Saved data entries:
##########

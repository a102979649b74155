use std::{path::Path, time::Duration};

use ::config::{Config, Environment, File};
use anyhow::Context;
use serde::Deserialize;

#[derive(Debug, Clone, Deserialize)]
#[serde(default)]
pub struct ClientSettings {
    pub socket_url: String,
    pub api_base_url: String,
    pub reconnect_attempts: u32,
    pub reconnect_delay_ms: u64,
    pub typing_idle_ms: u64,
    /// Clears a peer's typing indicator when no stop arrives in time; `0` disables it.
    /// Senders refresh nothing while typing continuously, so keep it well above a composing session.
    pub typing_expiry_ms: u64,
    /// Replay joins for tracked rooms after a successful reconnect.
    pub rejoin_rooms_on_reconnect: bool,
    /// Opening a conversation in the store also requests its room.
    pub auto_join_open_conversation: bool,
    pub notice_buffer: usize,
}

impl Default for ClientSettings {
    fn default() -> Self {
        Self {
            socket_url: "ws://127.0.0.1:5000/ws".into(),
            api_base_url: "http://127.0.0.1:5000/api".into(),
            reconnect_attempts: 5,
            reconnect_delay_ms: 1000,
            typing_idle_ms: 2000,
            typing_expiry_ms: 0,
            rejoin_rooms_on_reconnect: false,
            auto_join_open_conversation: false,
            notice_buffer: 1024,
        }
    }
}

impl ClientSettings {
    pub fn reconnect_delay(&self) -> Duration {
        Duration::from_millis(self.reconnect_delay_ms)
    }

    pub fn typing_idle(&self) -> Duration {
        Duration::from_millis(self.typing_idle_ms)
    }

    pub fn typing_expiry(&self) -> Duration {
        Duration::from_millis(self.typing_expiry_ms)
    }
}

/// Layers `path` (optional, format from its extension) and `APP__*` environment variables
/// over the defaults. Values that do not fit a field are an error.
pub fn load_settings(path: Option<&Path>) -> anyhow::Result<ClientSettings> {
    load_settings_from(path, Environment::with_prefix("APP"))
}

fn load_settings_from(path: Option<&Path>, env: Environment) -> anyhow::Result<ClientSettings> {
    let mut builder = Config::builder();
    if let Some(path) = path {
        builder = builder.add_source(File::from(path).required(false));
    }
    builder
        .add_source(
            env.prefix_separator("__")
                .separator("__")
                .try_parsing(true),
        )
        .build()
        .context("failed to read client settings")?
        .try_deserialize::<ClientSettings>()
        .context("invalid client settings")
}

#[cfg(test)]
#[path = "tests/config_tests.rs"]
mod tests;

##########

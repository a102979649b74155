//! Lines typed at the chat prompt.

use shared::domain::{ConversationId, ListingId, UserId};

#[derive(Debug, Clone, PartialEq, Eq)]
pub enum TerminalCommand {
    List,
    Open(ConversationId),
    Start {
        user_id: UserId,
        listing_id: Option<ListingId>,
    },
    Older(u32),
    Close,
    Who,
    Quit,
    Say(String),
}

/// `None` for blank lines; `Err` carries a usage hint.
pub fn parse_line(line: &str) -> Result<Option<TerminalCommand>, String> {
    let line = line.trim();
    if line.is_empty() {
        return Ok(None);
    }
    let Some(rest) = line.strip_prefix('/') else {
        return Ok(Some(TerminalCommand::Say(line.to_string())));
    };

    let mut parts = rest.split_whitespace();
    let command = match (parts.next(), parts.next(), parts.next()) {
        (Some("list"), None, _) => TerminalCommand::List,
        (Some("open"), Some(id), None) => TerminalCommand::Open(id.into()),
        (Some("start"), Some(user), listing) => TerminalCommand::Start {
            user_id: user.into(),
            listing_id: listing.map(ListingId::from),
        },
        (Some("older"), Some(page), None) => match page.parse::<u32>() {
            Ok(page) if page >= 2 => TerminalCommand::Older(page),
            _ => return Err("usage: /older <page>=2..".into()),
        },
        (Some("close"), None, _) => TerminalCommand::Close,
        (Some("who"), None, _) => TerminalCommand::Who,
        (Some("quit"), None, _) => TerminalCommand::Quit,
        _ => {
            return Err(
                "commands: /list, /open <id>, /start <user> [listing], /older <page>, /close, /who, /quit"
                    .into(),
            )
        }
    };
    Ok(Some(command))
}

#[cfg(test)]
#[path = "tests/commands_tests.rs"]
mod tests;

##########

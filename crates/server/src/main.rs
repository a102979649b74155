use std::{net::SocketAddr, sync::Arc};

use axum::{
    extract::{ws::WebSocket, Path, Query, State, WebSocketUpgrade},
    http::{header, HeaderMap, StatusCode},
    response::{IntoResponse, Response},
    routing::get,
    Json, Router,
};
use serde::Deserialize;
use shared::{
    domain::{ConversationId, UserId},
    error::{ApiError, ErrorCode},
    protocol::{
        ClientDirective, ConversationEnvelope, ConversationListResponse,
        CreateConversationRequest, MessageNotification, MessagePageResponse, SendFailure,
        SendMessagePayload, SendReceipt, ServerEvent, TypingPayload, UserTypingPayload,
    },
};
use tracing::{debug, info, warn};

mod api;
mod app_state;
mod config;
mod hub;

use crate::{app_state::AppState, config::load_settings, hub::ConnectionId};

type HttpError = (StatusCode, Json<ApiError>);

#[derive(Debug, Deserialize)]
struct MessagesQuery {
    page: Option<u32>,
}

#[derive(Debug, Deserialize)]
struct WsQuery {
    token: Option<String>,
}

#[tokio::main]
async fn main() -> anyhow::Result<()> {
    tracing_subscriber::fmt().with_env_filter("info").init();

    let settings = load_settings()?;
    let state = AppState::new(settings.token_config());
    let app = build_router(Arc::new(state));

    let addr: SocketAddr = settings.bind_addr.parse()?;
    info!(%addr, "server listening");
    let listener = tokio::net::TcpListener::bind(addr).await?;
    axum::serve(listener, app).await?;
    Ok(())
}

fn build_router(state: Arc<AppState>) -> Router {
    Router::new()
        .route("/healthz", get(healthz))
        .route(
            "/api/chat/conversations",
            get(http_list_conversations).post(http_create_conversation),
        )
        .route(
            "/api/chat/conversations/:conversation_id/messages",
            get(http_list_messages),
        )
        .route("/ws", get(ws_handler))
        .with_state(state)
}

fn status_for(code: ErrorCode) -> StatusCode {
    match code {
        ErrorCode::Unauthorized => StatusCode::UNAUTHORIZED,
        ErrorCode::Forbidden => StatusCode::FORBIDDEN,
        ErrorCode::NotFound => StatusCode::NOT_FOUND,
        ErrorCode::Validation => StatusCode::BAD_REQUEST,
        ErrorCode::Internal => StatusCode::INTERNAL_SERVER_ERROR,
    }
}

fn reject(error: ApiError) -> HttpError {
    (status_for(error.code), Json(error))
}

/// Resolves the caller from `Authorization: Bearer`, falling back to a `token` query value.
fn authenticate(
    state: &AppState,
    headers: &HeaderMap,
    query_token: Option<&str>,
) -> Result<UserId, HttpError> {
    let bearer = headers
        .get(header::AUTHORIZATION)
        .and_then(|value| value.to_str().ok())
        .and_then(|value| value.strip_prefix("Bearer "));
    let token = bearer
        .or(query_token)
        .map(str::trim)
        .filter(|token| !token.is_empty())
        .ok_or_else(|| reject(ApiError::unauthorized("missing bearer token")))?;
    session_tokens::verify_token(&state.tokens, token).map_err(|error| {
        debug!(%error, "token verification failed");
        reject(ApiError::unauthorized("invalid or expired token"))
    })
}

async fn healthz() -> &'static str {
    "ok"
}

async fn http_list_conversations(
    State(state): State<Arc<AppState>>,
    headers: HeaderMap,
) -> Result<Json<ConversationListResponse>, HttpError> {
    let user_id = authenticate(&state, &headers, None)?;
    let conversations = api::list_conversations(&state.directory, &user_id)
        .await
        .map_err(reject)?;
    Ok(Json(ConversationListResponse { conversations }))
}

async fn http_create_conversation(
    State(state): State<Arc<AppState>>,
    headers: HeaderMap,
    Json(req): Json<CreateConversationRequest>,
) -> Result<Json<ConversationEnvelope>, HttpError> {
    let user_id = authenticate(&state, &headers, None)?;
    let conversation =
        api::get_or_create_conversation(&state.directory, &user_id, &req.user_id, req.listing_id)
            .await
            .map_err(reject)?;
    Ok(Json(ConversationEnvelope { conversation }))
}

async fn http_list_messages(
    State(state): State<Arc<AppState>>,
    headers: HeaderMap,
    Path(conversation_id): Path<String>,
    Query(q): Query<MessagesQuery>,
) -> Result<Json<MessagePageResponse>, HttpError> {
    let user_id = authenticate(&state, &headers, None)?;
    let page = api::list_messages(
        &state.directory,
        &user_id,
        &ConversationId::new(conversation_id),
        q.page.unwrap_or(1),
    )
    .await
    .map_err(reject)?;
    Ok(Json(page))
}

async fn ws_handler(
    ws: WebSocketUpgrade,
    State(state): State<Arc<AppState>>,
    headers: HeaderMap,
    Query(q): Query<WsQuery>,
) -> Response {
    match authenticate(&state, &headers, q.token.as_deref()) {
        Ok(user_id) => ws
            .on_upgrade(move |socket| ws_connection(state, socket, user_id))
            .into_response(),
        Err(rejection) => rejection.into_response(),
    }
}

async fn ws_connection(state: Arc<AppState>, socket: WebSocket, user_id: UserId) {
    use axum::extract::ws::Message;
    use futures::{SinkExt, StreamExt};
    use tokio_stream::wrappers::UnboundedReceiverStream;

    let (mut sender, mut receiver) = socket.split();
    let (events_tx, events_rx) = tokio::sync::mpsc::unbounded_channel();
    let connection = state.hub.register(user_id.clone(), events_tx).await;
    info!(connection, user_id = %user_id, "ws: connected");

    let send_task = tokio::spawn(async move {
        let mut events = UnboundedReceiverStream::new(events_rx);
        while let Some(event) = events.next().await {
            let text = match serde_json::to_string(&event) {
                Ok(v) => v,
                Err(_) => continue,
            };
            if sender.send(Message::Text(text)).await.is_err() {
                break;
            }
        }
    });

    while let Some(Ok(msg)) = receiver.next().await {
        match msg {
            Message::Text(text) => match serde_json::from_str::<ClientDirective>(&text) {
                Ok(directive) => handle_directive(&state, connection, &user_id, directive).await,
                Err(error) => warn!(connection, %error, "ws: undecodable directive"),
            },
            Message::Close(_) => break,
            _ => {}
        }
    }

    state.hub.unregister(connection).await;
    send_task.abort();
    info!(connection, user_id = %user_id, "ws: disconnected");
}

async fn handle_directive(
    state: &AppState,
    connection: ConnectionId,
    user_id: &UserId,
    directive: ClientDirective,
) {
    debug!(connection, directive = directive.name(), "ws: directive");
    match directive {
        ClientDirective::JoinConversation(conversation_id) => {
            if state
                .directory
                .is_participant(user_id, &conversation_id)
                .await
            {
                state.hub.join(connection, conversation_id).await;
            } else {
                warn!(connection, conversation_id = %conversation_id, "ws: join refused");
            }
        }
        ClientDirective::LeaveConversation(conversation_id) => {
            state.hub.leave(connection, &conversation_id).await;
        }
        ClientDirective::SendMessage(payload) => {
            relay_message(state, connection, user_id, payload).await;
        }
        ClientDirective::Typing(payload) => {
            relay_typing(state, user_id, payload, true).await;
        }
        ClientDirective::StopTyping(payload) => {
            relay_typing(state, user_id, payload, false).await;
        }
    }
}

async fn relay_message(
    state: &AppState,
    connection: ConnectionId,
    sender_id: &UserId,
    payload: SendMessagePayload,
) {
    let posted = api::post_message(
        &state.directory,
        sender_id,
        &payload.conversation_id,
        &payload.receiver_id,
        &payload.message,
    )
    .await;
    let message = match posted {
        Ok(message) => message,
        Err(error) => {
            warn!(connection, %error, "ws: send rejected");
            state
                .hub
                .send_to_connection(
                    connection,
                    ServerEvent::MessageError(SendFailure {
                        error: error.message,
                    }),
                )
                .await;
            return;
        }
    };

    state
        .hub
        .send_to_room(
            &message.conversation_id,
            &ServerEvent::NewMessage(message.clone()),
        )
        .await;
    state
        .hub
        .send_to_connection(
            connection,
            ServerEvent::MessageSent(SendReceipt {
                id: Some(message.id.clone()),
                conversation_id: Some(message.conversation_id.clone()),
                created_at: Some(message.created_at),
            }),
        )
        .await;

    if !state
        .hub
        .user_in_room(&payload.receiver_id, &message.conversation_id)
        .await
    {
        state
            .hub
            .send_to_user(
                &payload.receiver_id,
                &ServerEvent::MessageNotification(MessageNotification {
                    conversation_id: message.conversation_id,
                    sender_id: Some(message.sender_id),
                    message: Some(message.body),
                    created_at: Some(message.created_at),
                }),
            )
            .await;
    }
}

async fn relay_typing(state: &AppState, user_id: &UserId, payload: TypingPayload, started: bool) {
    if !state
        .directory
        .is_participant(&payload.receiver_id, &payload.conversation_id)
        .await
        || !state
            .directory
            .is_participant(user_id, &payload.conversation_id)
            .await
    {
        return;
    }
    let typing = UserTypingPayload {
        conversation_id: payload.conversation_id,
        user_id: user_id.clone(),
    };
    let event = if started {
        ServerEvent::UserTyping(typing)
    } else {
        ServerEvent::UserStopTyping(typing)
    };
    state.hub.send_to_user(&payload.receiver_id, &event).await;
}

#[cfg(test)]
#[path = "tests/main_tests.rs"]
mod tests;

##########

- **WORK REQUEST**
Go line by line through the data above and count those holding "SendReceipt"; report the number alone.

- **RESULT FOR THIS EXERCISE**
2